__What is expected__
Restate the entries word for word, leaving nothing out.

== Data for review ==

//! Data models for scraped announcements and per-run reporting.
//!
//! This module defines the core data structures used throughout the pipeline:
//! - [`RawRow`]: An unprocessed (title, href, date) triple out of the row extractor
//! - [`Article`]: A normalized announcement record, ready for persistence
//! - [`CategoryOutcome`]: The explicit per-category result of a run
//! - [`RunReport`]: The aggregate of one full pipeline invocation

use serde::{Deserialize, Serialize};
use std::fmt;

/// A raw table row as paired up by the extractor.
///
/// Fields are untrimmed text straight out of the markup; the normalizer is
/// responsible for cleaning them and deriving the article id.
#[derive(Debug, Clone, PartialEq, Eq)]
pub struct RawRow {
    /// Link text of the title cell.
    pub title: String,
    /// The `href` attribute of the title link, possibly relative.
    pub href: String,
    /// Text of the date cell, often wrapped in parentheses.
    pub date: String,
}

/// A normalized announcement article.
///
/// Immutable once created. The `id` comes from the `id=` query parameter of
/// the article link and uniquely identifies an article across all categories
/// and runs; sinks enforce that uniqueness with insert-or-ignore semantics.
#[derive(Debug, Clone, PartialEq, Eq, Deserialize, Serialize)]
pub struct Article {
    /// Site-wide unique article id.
    pub id: u64,
    /// Trimmed title text; may be empty.
    pub title: String,
    /// Absolute URL of the article page.
    pub link: String,
    /// Free-text date label, stripped of whitespace and enclosing parentheses.
    pub date: String,
    /// Label of the category the article was listed under.
    pub category: String,
}

/// Why a category produced no articles this run.
#[derive(Debug, Clone, PartialEq, Eq)]
pub enum SkipReason {
    /// The server answered with a non-success status code.
    HttpStatus(u16),
    /// The request never completed (connection failure, timeout, bad body).
    Transport(String),
}

impl fmt::Display for SkipReason {
    fn fmt(&self, f: &mut fmt::Formatter<'_>) -> fmt::Result {
        match self {
            SkipReason::HttpStatus(status) => write!(f, "HTTP status {status}"),
            SkipReason::Transport(msg) => write!(f, "transport error: {msg}"),
        }
    }
}

/// Per-category result of a run.
///
/// A category that fetched fine but contained no results table (or no rows)
/// is still `Fetched` with `rows: 0`; only transport-level trouble skips a
/// category.
#[derive(Debug, Clone, PartialEq, Eq)]
pub enum CategoryOutcome {
    Fetched {
        category: String,
        /// Raw rows the extractor paired up.
        rows: usize,
        /// Articles past the watermark, handed to the sink.
        accepted: usize,
    },
    Skipped {
        category: String,
        reason: SkipReason,
    },
}

impl CategoryOutcome {
    pub fn category(&self) -> &str {
        match self {
            CategoryOutcome::Fetched { category, .. } => category,
            CategoryOutcome::Skipped { category, .. } => category,
        }
    }
}

/// Aggregate of one pipeline invocation.
#[derive(Debug)]
pub struct RunReport {
    pub outcomes: Vec<CategoryOutcome>,
    /// Total articles accepted past the watermark across all categories.
    pub accepted: usize,
    /// Articles the sink actually newly persisted (≤ `accepted`).
    pub committed: usize,
    pub watermark_before: u64,
    pub watermark_after: u64,
}

impl RunReport {
    /// Number of categories that were skipped because of fetch failures.
    pub fn skipped(&self) -> usize {
        self.outcomes
            .iter()
            .filter(|o| matches!(o, CategoryOutcome::Skipped { .. }))
            .count()
    }
}
//! File-backed watermark store.
//!
//! The watermark is the highest article id ever committed to the sink, one
//! integer for the whole deployment. JSON and search-index deployments keep it
//! in a plain-text file; SQLite deployments derive it from the articles table
//! instead (see [`crate::sinks::SqliteSink::max_id`]) and never touch this
//! store. One source of truth per deployment.

use std::path::PathBuf;

use tokio::fs;
use tracing::{info, warn};

/// Plain-text integer file, written with an atomic replace.
pub struct FileWatermark {
    path: PathBuf,
}

impl FileWatermark {
    pub fn new(path: impl Into<PathBuf>) -> Self {
        Self { path: path.into() }
    }

    /// Read the stored watermark. Missing or unparseable content starts the
    /// deployment fresh at 0 rather than failing the run.
    pub async fn read(&self) -> u64 {
        match fs::read_to_string(&self.path).await {
            Ok(raw) => match raw.trim().parse::<u64>() {
                Ok(value) => value,
                Err(_) => {
                    warn!(path = %self.path.display(), "Watermark file is unreadable; starting from 0");
                    0
                }
            },
            Err(_) => {
                info!(path = %self.path.display(), "No watermark file; starting fresh");
                0
            }
        }
    }

    /// Write the watermark via temp file + rename so a crash mid-write never
    /// leaves a torn value.
    pub async fn write(&self, value: u64) -> Result<(), std::io::Error> {
        if let Some(parent) = self.path.parent() {
            fs::create_dir_all(parent).await?;
        }
        let tmp = self.path.with_extension("tmp");
        fs::write(&tmp, value.to_string()).await?;
        fs::rename(&tmp, &self.path).await?;
        Ok(())
    }
}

===

__Task answer__
//! Data models for scraped announcements and per-run reporting.
//!
//! This module defines the core data structures used throughout the pipeline:
//! - [`RawRow`]: An unprocessed (title, href, date) triple out of the row extractor
//! - [`Article`]: A normalized announcement record, ready for persistence
//! - [`CategoryOutcome`]: The explicit per-category result of a run
//! - [`RunReport`]: The aggregate of one full pipeline invocation

use serde::{Deserialize, Serialize};
use std::fmt;

/// A raw table row as paired up by the extractor.
///
/// Fields are untrimmed text straight out of the markup; the normalizer is
/// responsible for cleaning them and deriving the article id.
#[derive(Debug, Clone, PartialEq, Eq)]
pub struct RawRow {
    /// Link text of the title cell.
    pub title: String,
    /// The `href` attribute of the title link, possibly relative.
    pub href: String,
    /// Text of the date cell, often wrapped in parentheses.
    pub date: String,
}

/// A normalized announcement article.
///
/// Immutable once created. The `id` comes from the `id=` query parameter of
/// the article link and uniquely identifies an article across all categories
/// and runs; sinks enforce that uniqueness with insert-or-ignore semantics.
#[derive(Debug, Clone, PartialEq, Eq, Deserialize, Serialize)]
pub struct Article {
    /// Site-wide unique article id.
    pub id: u64,
    /// Trimmed title text; may be empty.
    pub title: String,
    /// Absolute URL of the article page.
    pub link: String,
    /// Free-text date label, stripped of whitespace and enclosing parentheses.
    pub date: String,
    /// Label of the category the article was listed under.
    pub category: String,
}

/// Why a category produced no articles this run.
#[derive(Debug, Clone, PartialEq, Eq)]
pub enum SkipReason {
    /// The server answered with a non-success status code.
    HttpStatus(u16),
    /// The request never completed (connection failure, timeout, bad body).
    Transport(String),
}

impl fmt::Display for SkipReason {
    fn fmt(&self, f: &mut fmt::Formatter<'_>) -> fmt::Result {
        match self {
            SkipReason::HttpStatus(status) => write!(f, "HTTP status {status}"),
            SkipReason::Transport(msg) => write!(f, "transport error: {msg}"),
        }
    }
}

/// Per-category result of a run.
///
/// A category that fetched fine but contained no results table (or no rows)
/// is still `Fetched` with `rows: 0`; only transport-level trouble skips a
/// category.
#[derive(Debug, Clone, PartialEq, Eq)]
pub enum CategoryOutcome {
    Fetched {
        category: String,
        /// Raw rows the extractor paired up.
        rows: usize,
        /// Articles past the watermark, handed to the sink.
        accepted: usize,
    },
    Skipped {
        category: String,
        reason: SkipReason,
    },
}

impl CategoryOutcome {
    pub fn category(&self) -> &str {
        match self {
            CategoryOutcome::Fetched { category, .. } => category,
            CategoryOutcome::Skipped { category, .. } => category,
        }
    }
}

/// Aggregate of one pipeline invocation.
#[derive(Debug)]
pub struct RunReport {
    pub outcomes: Vec<CategoryOutcome>,
    /// Total articles accepted past the watermark across all categories.
    pub accepted: usize,
    /// Articles the sink actually newly persisted (≤ `accepted`).
    pub committed: usize,
    pub watermark_before: u64,
    pub watermark_after: u64,
}

impl RunReport {
    /// Number of categories that were skipped because of fetch failures.
    pub fn skipped(&self) -> usize {
        self.outcomes
            .iter()
            .filter(|o| matches!(o, CategoryOutcome::Skipped { .. }))
            .count()
    }
}
//! File-backed watermark store.
//!
//! The watermark is the highest article id ever committed to the sink, one
//! integer for the whole deployment. JSON and search-index deployments keep it
//! in a plain-text file; SQLite deployments derive it from the articles table
//! instead (see [`crate::sinks::SqliteSink::max_id`]) and never touch this
//! store. One source of truth per deployment.

use std::path::PathBuf;

use tokio::fs;
use tracing::{info, warn};

/// Plain-text integer file, written with an atomic replace.
pub struct FileWatermark {
    path: PathBuf,
}

impl FileWatermark {
    pub fn new(path: impl Into<PathBuf>) -> Self {
        Self { path: path.into() }
    }

    /// Read the stored watermark. Missing or unparseable content starts the
    /// deployment fresh at 0 rather than failing the run.
    pub async fn read(&self) -> u64 {
        match fs::read_to_string(&self.path).await {
            Ok(raw) => match raw.trim().parse::<u64>() {
                Ok(value) => value,
                Err(_) => {
                    warn!(path = %self.path.display(), "Watermark file is unreadable; starting from 0");
                    0
                }
            },
            Err(_) => {
                info!(path = %self.path.display(), "No watermark file; starting fresh");
                0
            }
        }
    }

    /// Write the watermark via temp file + rename so a crash mid-write never
    /// leaves a torn value.
    pub async fn write(&self, value: u64) -> Result<(), std::io::Error> {
        if let Some(parent) = self.path.parent() {
            fs::create_dir_all(parent).await?;
        }
        let tmp = self.path.with_extension("tmp");
        fs::write(&tmp, value.to_string()).await?;
        fs::rename(&tmp, &self.path).await?;
        Ok(())
    }
}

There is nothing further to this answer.